***** Data shown *****

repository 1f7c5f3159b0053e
pub mod logger;
pub mod trace;
use std::{fs::OpenOptions, io::Write, sync::Mutex};

use tracing::warn;

use crate::trace::trace::SubmissionTraceEvent;

/// Appends submission trace events to a JSONL file. Failing to open the file
/// disables tracing instead of failing the caller.
pub struct TraceLogger {
    file: Option<Mutex<std::fs::File>>,
}

impl TraceLogger {
    pub fn new(path: &str) -> Self {
        let file = OpenOptions::new()
            .create(true)
            .append(true)
            .open(path);

        match file {
            Ok(f) => Self {
                file: Some(Mutex::new(f)),
            },
            Err(e) => {
                warn!(path, error = %e, "could not open trace file");
                Self { file: None }
            }
        }
    }

    pub fn disabled() -> Self {
        Self { file: None }
    }

    pub fn is_enabled(&self) -> bool {
        self.file.is_some()
    }

    pub fn log(&self, event: &SubmissionTraceEvent) {
        let file_mutex = match &self.file {
            Some(f) => f,
            None => return, // tracing disabled
        };

        let json = match serde_json::to_string(event) {
            Ok(j) => j,
            Err(e) => {
                warn!(error = %e, "failed to serialize trace event");
                return;
            }
        };

        let mut file = match file_mutex.lock() {
            Ok(f) => f,
            Err(e) => {
                warn!(error = %e, "trace logger lock poisoned");
                return;
            }
        };

        if let Err(e) = writeln!(file, "{}", json) {
            warn!(error = %e, "failed to write trace event");
        }
    }
}
use std::collections::BTreeMap;

use serde::{Deserialize, Serialize};

use crate::dom::dom_model::{Document, NodeId};
use crate::dom::error::DomError;
use crate::form::error::FormError;

/// A page fixture, usually read from YAML:
///
/// ```yaml
/// title: Partner with us
/// body:
///   - tag: form
///     class: partner-form
///     attrs: { action: /api/partners }
///     children:
///       - tag: input
///         attrs: { name: restaurantName, type: text }
///   - tag: div
///     id: partner-success-toast
///     text: Thanks! We'll be in touch.
/// ```
#[derive(Debug, Clone, Default, Serialize, Deserialize, PartialEq)]
pub struct PageSpec {
    #[serde(default)]
    pub title: String,

    #[serde(default)]
    pub body: Vec<NodeSpec>,
}

#[derive(Debug, Clone, Default, Serialize, Deserialize, PartialEq)]
pub struct NodeSpec {
    pub tag: String,

    #[serde(default, skip_serializing_if = "Option::is_none")]
    pub id: Option<String>,

    /// Space-separated class list
    #[serde(default, skip_serializing_if = "Option::is_none")]
    pub class: Option<String>,

    #[serde(default, skip_serializing_if = "BTreeMap::is_empty")]
    pub attrs: BTreeMap<String, String>,

    #[serde(default, skip_serializing_if = "Option::is_none")]
    pub text: Option<String>,

    /// Initial value for form controls; also the value `reset` restores
    #[serde(default, skip_serializing_if = "Option::is_none")]
    pub value: Option<String>,

    #[serde(default)]
    pub checked: bool,

    #[serde(default, skip_serializing_if = "Vec::is_empty")]
    pub children: Vec<NodeSpec>,
}

impl NodeSpec {
    pub fn new(tag: &str) -> Self {
        Self {
            tag: tag.to_string(),
            ..Self::default()
        }
    }

    pub fn with_id(mut self, id: &str) -> Self {
        self.id = Some(id.to_string());
        self
    }

    pub fn with_class(mut self, class: &str) -> Self {
        self.class = Some(class.to_string());
        self
    }

    pub fn with_attr(mut self, name: &str, value: &str) -> Self {
        self.attrs.insert(name.to_string(), value.to_string());
        self
    }

    pub fn with_text(mut self, text: &str) -> Self {
        self.text = Some(text.to_string());
        self
    }

    pub fn with_value(mut self, value: &str) -> Self {
        self.value = Some(value.to_string());
        self
    }

    pub fn with_child(mut self, child: NodeSpec) -> Self {
        self.children.push(child);
        self
    }
}

// ============================================================================
// Loading
// ============================================================================

pub fn parse_page(yaml: &str) -> Result<PageSpec, FormError> {
    serde_yaml::from_str(yaml).map_err(|e| FormError::YamlParse {
        context: "page fixture".into(),
        source: e,
    })
}

pub fn load_page(path: &str) -> Result<Document, FormError> {
    let content = std::fs::read_to_string(path).map_err(|e| FormError::Io {
        path: path.to_string(),
        source: e,
    })?;
    let spec = parse_page(&content)?;
    Ok(build_document(&spec)?)
}

pub fn build_document(spec: &PageSpec) -> Result<Document, DomError> {
    let mut doc = Document::new();
    doc.title = spec.title.clone();
    let root = doc.root();
    for node in &spec.body {
        build_node(&mut doc, root, node)?;
    }
    Ok(doc)
}

fn build_node(doc: &mut Document, parent: NodeId, spec: &NodeSpec) -> Result<NodeId, DomError> {
    let id = doc.create_element(&spec.tag);

    for (name, value) in &spec.attrs {
        doc.set_attr(id, name, value)?;
    }
    if let Some(dom_id) = &spec.id {
        doc.set_attr(id, "id", dom_id)?;
    }
    if let Some(class) = &spec.class {
        doc.set_attr(id, "class", class)?;
    }
    if let Some(text) = &spec.text {
        doc.set_text(id, text)?;
    }

    doc.append_child(parent, id)?;
    for child in &spec.children {
        build_node(doc, id, child)?;
    }

    let initial = initial_value(doc, id, spec);
    if let Some(element) = doc.element_mut(id) {
        if element.is_form_control() {
            element.value = initial.clone();
            element.default_value = initial;
        }
        if element.is_checkable() {
            element.checked = spec.checked;
            element.default_checked = spec.checked;
        }
    }

    Ok(id)
}

/// Checkables carry their `value` attribute (default "on"). Selects default to
/// the first option when no value is given.
fn initial_value(doc: &Document, id: NodeId, spec: &NodeSpec) -> String {
    if let Some(v) = &spec.value {
        return v.clone();
    }
    let Some(element) = doc.element(id) else {
        return String::new();
    };
    if element.is_checkable() {
        return element.attr("value").unwrap_or("on").to_string();
    }
    if element.tag == "select" {
        return doc
            .children(id)
            .iter()
            .filter_map(|c| doc.element(*c))
            .find(|c| c.tag == "option")
            .map(|opt| opt.attr("value").unwrap_or(opt.text.as_str()).to_string())
            .unwrap_or_default();
    }
    element.attr("value").unwrap_or_default().to_string()
}
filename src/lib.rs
pub mod cli;
pub mod dom;
pub mod form;
pub mod page;
pub mod report;
pub mod trace;

pub use dom::dom_model::{Document, NodeId};
pub use form::controller::{FormController, SubmitResult, SubmitStep};
pub use form::form_model::{FormConfig, TrimmedPayload};
pub use form::gateway::{HttpTransport, SubmissionOutcome, Transport};
pub use page::runtime::{Page, PageEvent};
pub mod annotations;
pub mod caret;
pub mod collector;
pub mod controller;
pub mod error;
pub mod form_model;
pub mod gateway;
pub mod notifier;
pub mod validator;
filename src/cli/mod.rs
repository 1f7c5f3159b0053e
pub mod commands;
pub mod config;
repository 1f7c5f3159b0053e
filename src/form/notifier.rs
use std::collections::BTreeMap;

use serde::Deserialize;
use tracing::{info, warn};

use crate::dom::dom_model::{Document, NodeId};
use crate::dom::error::DomError;
use crate::dom::query::field_by_name;
use crate::form::annotations::{show_field_error, show_form_error};
use crate::form::form_model::FormConfig;
use crate::form::gateway::SubmissionOutcome;
use crate::page::timers::{TimerQueue, TimerTask};

/// What the user was shown after a submission completed.
#[derive(Debug, Clone, PartialEq, Eq)]
pub enum Feedback {
    /// Form reset and toast made visible
    Toast,

    /// Inline errors attached to these field names
    FieldErrors(Vec<String>),

    /// No field could be blamed; a form-level error was shown
    FormError(String),
}

/// Optional structured detail in a rejection body:
/// `{"errors": {"email": "Already registered"}}`
#[derive(Debug, Default, Deserialize)]
struct RejectionBody {
    #[serde(default)]
    errors: BTreeMap<String, String>,
}

/// Make the toast visible and schedule its hide.
pub fn show_toast(
    doc: &mut Document,
    timers: &mut TimerQueue,
    toast: NodeId,
    class: &str,
    duration_ms: u64,
) -> Result<(), DomError> {
    doc.add_class(toast, class)?;
    timers.schedule(
        duration_ms,
        TimerTask::HideToast {
            toast,
            class: class.to_string(),
        },
    );
    Ok(())
}

/// form.reset(): every control returns to its initial value.
pub fn reset_form(doc: &mut Document, form: NodeId) -> Result<(), DomError> {
    for id in doc.descendants(form) {
        let Some(element) = doc.element_mut(id) else {
            continue;
        };
        if !element.is_form_control() {
            continue;
        }
        element.value = element.default_value.clone();
        element.checked = element.default_checked;
        element.selection = None;
    }
    Ok(())
}

/// Turn a finished submission into user-visible feedback.
pub fn apply_outcome(
    doc: &mut Document,
    timers: &mut TimerQueue,
    form: NodeId,
    toast: NodeId,
    config: &FormConfig,
    outcome: &SubmissionOutcome,
) -> Result<Feedback, DomError> {
    match outcome {
        SubmissionOutcome::Accepted { status } => {
            info!(status, "submission accepted");
            reset_form(doc, form)?;
            show_toast(doc, timers, toast, &config.toast_class, config.toast_duration_ms)?;
            Ok(Feedback::Toast)
        }
        SubmissionOutcome::Rejected { status, body } => {
            warn!(status, "Server rejected submission: {}", status);
            let detail = parse_rejection(body);
            annotate_failure(doc, form, config, &detail)
        }
        SubmissionOutcome::TransportFailed { error } => {
            warn!(error = %error, "submission did not reach the server");
            annotate_failure(doc, form, config, &BTreeMap::new())
        }
    }
}

fn parse_rejection(body: &str) -> BTreeMap<String, String> {
    if body.trim().is_empty() {
        return BTreeMap::new();
    }
    serde_json::from_str::<RejectionBody>(body)
        .map(|b| b.errors)
        .unwrap_or_default()
}

/// Structured field errors first, then the configured fallback field, then a
/// form-level message.
fn annotate_failure(
    doc: &mut Document,
    form: NodeId,
    config: &FormConfig,
    detail: &BTreeMap<String, String>,
) -> Result<Feedback, DomError> {
    let mut annotated = Vec::new();
    for (name, message) in detail {
        match field_by_name(doc, form, name) {
            Some(field) => {
                show_field_error(doc, field, message)?;
                annotated.push(name.clone());
            }
            None => warn!(field = %name, "server reported an error for an unknown field"),
        }
    }
    if !annotated.is_empty() {
        return Ok(Feedback::FieldErrors(annotated));
    }

    if let Some(field) = field_by_name(doc, form, &config.failure_field) {
        show_field_error(doc, field, &config.failure_message)?;
        return Ok(Feedback::FieldErrors(vec![config.failure_field.clone()]));
    }

    warn!(field = %config.failure_field, "fallback error field missing; showing form-level error");
    show_form_error(doc, form, &config.failure_message)?;
    Ok(Feedback::FormError(config.failure_message.clone()))
}
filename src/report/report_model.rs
use serde::Serialize;

use crate::form::annotations::{field_errors, form_errors};
use crate::form::controller::SubmitResult;
use crate::form::gateway::SubmissionOutcome;
use crate::page::runtime::Page;

/// What the user would see after a submit, for printing by the CLI.
#[derive(Debug, Clone, Serialize, PartialEq)]
pub struct SubmissionReport {
    pub outcome: String,
    pub accepted: bool,
    pub endpoint: Option<String>,
    pub status: Option<u16>,
    pub error: Option<String>,

    /// `(field, message)` for each inline annotation
    pub field_errors: Vec<(String, String)>,
    pub form_errors: Vec<String>,

    /// Toast visible right after the response was applied
    pub toast_shown: bool,
    /// Toast visible after the timers ran out
    pub toast_visible_at_end: bool,

    pub payload_fields: Vec<String>,
}

impl SubmissionReport {
    /// Snapshot of the page right after `submit` returned.
    pub fn capture(page: &Page, result: &SubmitResult) -> Self {
        let (form, toast, toast_class) = match page.controller() {
            Some(c) => (Some(c.form()), Some(c.toast()), c.config().toast_class.clone()),
            None => (None, None, String::new()),
        };

        let mut report = SubmissionReport {
            outcome: String::new(),
            accepted: result.is_accepted(),
            endpoint: None,
            status: None,
            error: None,
            field_errors: form.map(|f| field_errors(&page.document, f)).unwrap_or_default(),
            form_errors: form.map(|f| form_errors(&page.document, f)).unwrap_or_default(),
            toast_shown: toast.is_some_and(|t| page.document.has_class(t, &toast_class)),
            toast_visible_at_end: false,
            payload_fields: Vec::new(),
        };

        match result {
            SubmitResult::Invalid(_) => report.outcome = "invalid".into(),
            SubmitResult::AlreadyPending => report.outcome = "already_pending".into(),
            SubmitResult::NotPending => report.outcome = "not_pending".into(),
            SubmitResult::Completed {
                request, outcome, ..
            } => {
                report.outcome = outcome.label().into();
                report.endpoint = Some(request.endpoint.clone());
                report.status = outcome.status();
                if let SubmissionOutcome::TransportFailed { error } = outcome {
                    report.error = Some(error.to_string());
                }
                report.payload_fields = request.body.names().map(str::to_string).collect();
            }
        }

        report
    }

    /// Record toast visibility after the clock has been advanced.
    pub fn with_final_toast(mut self, page: &Page) -> Self {
        self.toast_visible_at_end = page
            .controller()
            .is_some_and(|c| page.document.has_class(c.toast(), &c.config().toast_class));
        self
    }
}

/// Result of `validate` (no network).
#[derive(Debug, Clone, Serialize, PartialEq)]
pub struct ValidationSummary {
    pub valid: bool,
    pub missing: Vec<String>,
    pub field_errors: Vec<(String, String)>,
}
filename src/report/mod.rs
pub mod console;
pub mod report_model;
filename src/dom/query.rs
use crate::dom::dom_model::{Document, Element, NodeId};
use crate::dom::error::DomError;

/// The small selector subset the controller needs: `.class`, `#id`, `tag`,
/// `tag.class` and `[name="value"]`.
#[derive(Debug, Clone, PartialEq, Eq)]
pub enum Selector {
    Class(String),
    Id(String),
    Tag(String),
    TagClass { tag: String, class: String },
    Name(String),
}

impl Selector {
    pub fn parse(input: &str) -> Result<Self, DomError> {
        let s = input.trim();
        let invalid = || DomError::InvalidSelector(input.to_string());

        if let Some(class) = s.strip_prefix('.') {
            return ident(class).map(|c| Selector::Class(c.into())).ok_or_else(invalid);
        }
        if let Some(id) = s.strip_prefix('#') {
            return ident(id).map(|i| Selector::Id(i.into())).ok_or_else(invalid);
        }
        if let Some(inner) = s.strip_prefix('[').and_then(|r| r.strip_suffix(']')) {
            let (key, value) = inner.split_once('=').ok_or_else(invalid)?;
            if key.trim() != "name" {
                return Err(invalid());
            }
            let value = value.trim().trim_matches(|c| c == '"' || c == '\'');
            return ident(value).map(|v| Selector::Name(v.into())).ok_or_else(invalid);
        }
        if let Some((tag, class)) = s.split_once('.') {
            return match (ident(tag), ident(class)) {
                (Some(t), Some(c)) => Ok(Selector::TagClass {
                    tag: t.to_ascii_lowercase(),
                    class: c.into(),
                }),
                _ => Err(invalid()),
            };
        }
        ident(s)
            .map(|t| Selector::Tag(t.to_ascii_lowercase()))
            .ok_or_else(invalid)
    }

    pub fn matches(&self, element: &Element) -> bool {
        match self {
            Selector::Class(c) => element.has_class(c),
            Selector::Id(id) => element.attr("id") == Some(id.as_str()),
            Selector::Tag(tag) => element.tag == *tag,
            Selector::TagClass { tag, class } => element.tag == *tag && element.has_class(class),
            Selector::Name(name) => element.name() == Some(name.as_str()),
        }
    }
}

fn ident(s: &str) -> Option<&str> {
    let valid = !s.is_empty()
        && s.chars()
            .all(|c| c.is_alphanumeric() || c == '-' || c == '_');
    valid.then_some(s)
}

/// First descendant of `scope` matching `selector`, in document order.
pub fn query_selector(doc: &Document, scope: NodeId, selector: &Selector) -> Option<NodeId> {
    doc.descendants(scope)
        .into_iter()
        .find(|id| doc.element(*id).is_some_and(|e| selector.matches(e)))
}

pub fn query_selector_all(doc: &Document, scope: NodeId, selector: &Selector) -> Vec<NodeId> {
    doc.descendants(scope)
        .into_iter()
        .filter(|id| doc.element(*id).is_some_and(|e| selector.matches(e)))
        .collect()
}

/// Document-wide lookup, like `document.querySelector`.
pub fn find(doc: &Document, selector: &str) -> Result<Option<NodeId>, DomError> {
    let selector = Selector::parse(selector)?;
    Ok(query_selector(doc, doc.root(), &selector))
}

/// First element named `name` inside `scope`.
pub fn field_by_name(doc: &Document, scope: NodeId, name: &str) -> Option<NodeId> {
    query_selector(doc, scope, &Selector::Name(name.to_string()))
}

/// All `input` and `textarea` elements inside `scope`.
pub fn text_entries(doc: &Document, scope: NodeId) -> Vec<NodeId> {
    doc.descendants(scope)
        .into_iter()
        .filter(|id| doc.element(*id).is_some_and(|e| e.is_text_entry()))
        .collect()
}
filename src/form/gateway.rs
use std::fmt;
use std::time::Duration;

use reqwest::Url;
use reqwest::header::{CONTENT_TYPE, COOKIE};
use serde::{Deserialize, Serialize};
use tracing::{debug, info};

use crate::dom::dom_model::{Document, NodeId};
use crate::form::form_model::TrimmedPayload;

pub const JSON_CONTENT_TYPE: &str = "application/json";

// ============================================================================
// Request / response model
// ============================================================================

/// fetch() credential policy
#[derive(Debug, Clone, Copy, PartialEq, Eq, Serialize, Deserialize)]
#[serde(rename_all = "kebab-case")]
pub enum CredentialsMode {
    Omit,
    SameOrigin,
    Include,
}

#[derive(Debug, Clone, PartialEq)]
pub struct SubmissionRequest {
    pub method: &'static str,
    pub endpoint: String,
    pub content_type: &'static str,
    pub credentials: CredentialsMode,
    pub body: TrimmedPayload,
}

impl SubmissionRequest {
    pub fn json(endpoint: &str, body: TrimmedPayload) -> Self {
        Self {
            method: "POST",
            endpoint: endpoint.to_string(),
            content_type: JSON_CONTENT_TYPE,
            credentials: CredentialsMode::SameOrigin,
            body,
        }
    }

    pub fn body_json(&self) -> Result<String, TransportError> {
        self.body
            .to_json()
            .map_err(|e| TransportError::Request(format!("payload serialization failed: {}", e)))
    }
}

#[derive(Debug, Clone, PartialEq, Eq)]
pub struct TransportResponse {
    pub status: u16,
    pub body: String,
}

impl TransportResponse {
    pub fn ok(&self) -> bool {
        (200..300).contains(&self.status)
    }
}

#[derive(Debug, Clone, PartialEq, Eq)]
pub enum TransportError {
    /// Endpoint could not be resolved to an absolute URL
    InvalidUrl { endpoint: String, reason: String },

    /// Connection refused, DNS failure, reset, offline
    Connect(String),

    /// No response within the configured timeout
    Timeout(String),

    /// Request could not be built or its body could not be produced
    Request(String),
}

impl fmt::Display for TransportError {
    fn fmt(&self, f: &mut fmt::Formatter<'_>) -> fmt::Result {
        match self {
            TransportError::InvalidUrl { endpoint, reason } => {
                write!(f, "Invalid endpoint '{}': {}", endpoint, reason)
            }
            TransportError::Connect(msg) => write!(f, "Connection failed: {}", msg),
            TransportError::Timeout(msg) => write!(f, "Request timed out: {}", msg),
            TransportError::Request(msg) => write!(f, "Request failed: {}", msg),
        }
    }
}

impl std::error::Error for TransportError {}

impl From<reqwest::Error> for TransportError {
    fn from(e: reqwest::Error) -> Self {
        if e.is_timeout() {
            TransportError::Timeout(e.to_string())
        } else if e.is_connect() {
            TransportError::Connect(e.to_string())
        } else {
            TransportError::Request(e.to_string())
        }
    }
}

/// How a submission attempt ended. Transport failures are values here, never
/// panics or propagated errors.
#[derive(Debug, Clone, PartialEq, Eq)]
pub enum SubmissionOutcome {
    /// 2xx response
    Accepted { status: u16 },

    /// Any other status; body kept for structured error detail
    Rejected { status: u16, body: String },

    /// No response at all
    TransportFailed { error: TransportError },
}

impl SubmissionOutcome {
    pub fn is_accepted(&self) -> bool {
        matches!(self, SubmissionOutcome::Accepted { .. })
    }

    pub fn status(&self) -> Option<u16> {
        match self {
            SubmissionOutcome::Accepted { status } | SubmissionOutcome::Rejected { status, .. } => {
                Some(*status)
            }
            SubmissionOutcome::TransportFailed { .. } => None,
        }
    }

    pub fn label(&self) -> &'static str {
        match self {
            SubmissionOutcome::Accepted { .. } => "accepted",
            SubmissionOutcome::Rejected { .. } => "rejected",
            SubmissionOutcome::TransportFailed { .. } => "transport_failed",
        }
    }
}

// ============================================================================
// Transport seam
// ============================================================================

/// Performs the single network request of a submit cycle.
pub trait Transport {
    fn send(&self, request: &SubmissionRequest) -> Result<TransportResponse, TransportError>;
}

/// Form's trimmed `action` attribute, or `default` when missing or blank.
pub fn resolve_endpoint(doc: &Document, form: NodeId, default: &str) -> String {
    doc.attr(form, "action")
        .map(str::trim)
        .filter(|a| !a.is_empty())
        .unwrap_or(default)
        .to_string()
}

/// Issue the request and fold every result into a `SubmissionOutcome`.
pub fn send_real_request(transport: &dyn Transport, request: &SubmissionRequest) -> SubmissionOutcome {
    debug!(endpoint = %request.endpoint, fields = request.body.len(), "sending submission");
    match transport.send(request) {
        Ok(response) if response.ok() => SubmissionOutcome::Accepted {
            status: response.status,
        },
        Ok(response) => SubmissionOutcome::Rejected {
            status: response.status,
            body: response.body,
        },
        Err(error) => SubmissionOutcome::TransportFailed { error },
    }
}

// ============================================================================
// HTTP transport (reqwest blocking)
// ============================================================================

#[derive(Debug, Clone, Default, Serialize, Deserialize, PartialEq)]
pub struct HttpConfig {
    /// Origin the page is served from; relative endpoints resolve against it
    #[serde(default)]
    pub origin: Option<String>,

    /// Cookie header sent when credentials apply
    #[serde(default)]
    pub cookie: Option<String>,

    /// Overrides the client's default request timeout
    #[serde(default)]
    pub timeout_ms: Option<u64>,
}

pub struct HttpTransport {
    client: reqwest::blocking::Client,
    origin: Option<Url>,
    cookie: Option<String>,
}

impl HttpTransport {
    pub fn new(config: &HttpConfig) -> Result<Self, TransportError> {
        let origin = match config.origin.as_deref() {
            Some(o) => Some(Url::parse(o).map_err(|e| TransportError::InvalidUrl {
                endpoint: o.to_string(),
                reason: e.to_string(),
            })?),
            None => None,
        };

        let mut builder = reqwest::blocking::Client::builder();
        if let Some(ms) = config.timeout_ms {
            builder = builder.timeout(Duration::from_millis(ms));
        }
        let client = builder.build()?;

        Ok(Self {
            client,
            origin,
            cookie: config.cookie.clone(),
        })
    }

    /// Absolute endpoints pass through; relative ones need a page origin.
    pub fn resolve_url(&self, endpoint: &str) -> Result<Url, TransportError> {
        let resolved = match &self.origin {
            Some(base) => base.join(endpoint),
            None => Url::parse(endpoint),
        };
        resolved.map_err(|e| TransportError::InvalidUrl {
            endpoint: endpoint.to_string(),
            reason: e.to_string(),
        })
    }

    /// Whether the cookie header accompanies a request to `url`.
    pub fn sends_credentials(&self, url: &Url, mode: CredentialsMode) -> bool {
        match mode {
            CredentialsMode::Omit => false,
            CredentialsMode::Include => true,
            CredentialsMode::SameOrigin => self
                .origin
                .as_ref()
                .is_some_and(|o| o.origin() == url.origin()),
        }
    }
}

impl Transport for HttpTransport {
    fn send(&self, request: &SubmissionRequest) -> Result<TransportResponse, TransportError> {
        let url = self.resolve_url(&request.endpoint)?;
        let body = request.body_json()?;

        let mut builder = self
            .client
            .post(url.clone())
            .header(CONTENT_TYPE, request.content_type)
            .body(body);

        if let Some(cookie) = &self.cookie {
            if self.sends_credentials(&url, request.credentials) {
                builder = builder.header(COOKIE, cookie.as_str());
            }
        }

        let response = builder.send()?;
        let status = response.status().as_u16();
        // Body is only read for structured error detail; an unreadable body is empty.
        let body = response.text().unwrap_or_default();
        info!(url = %url, status, "submission response");

        Ok(TransportResponse { status, body })
    }
}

*****

§ **Task prompt**: All lines of the data above that include the word "fallback" must be shown.

§ **Task response**:
/// Structured field errors first, then the configured fallback field, then a
    warn!(field = %config.failure_field, "fallback error field missing; showing form-level error");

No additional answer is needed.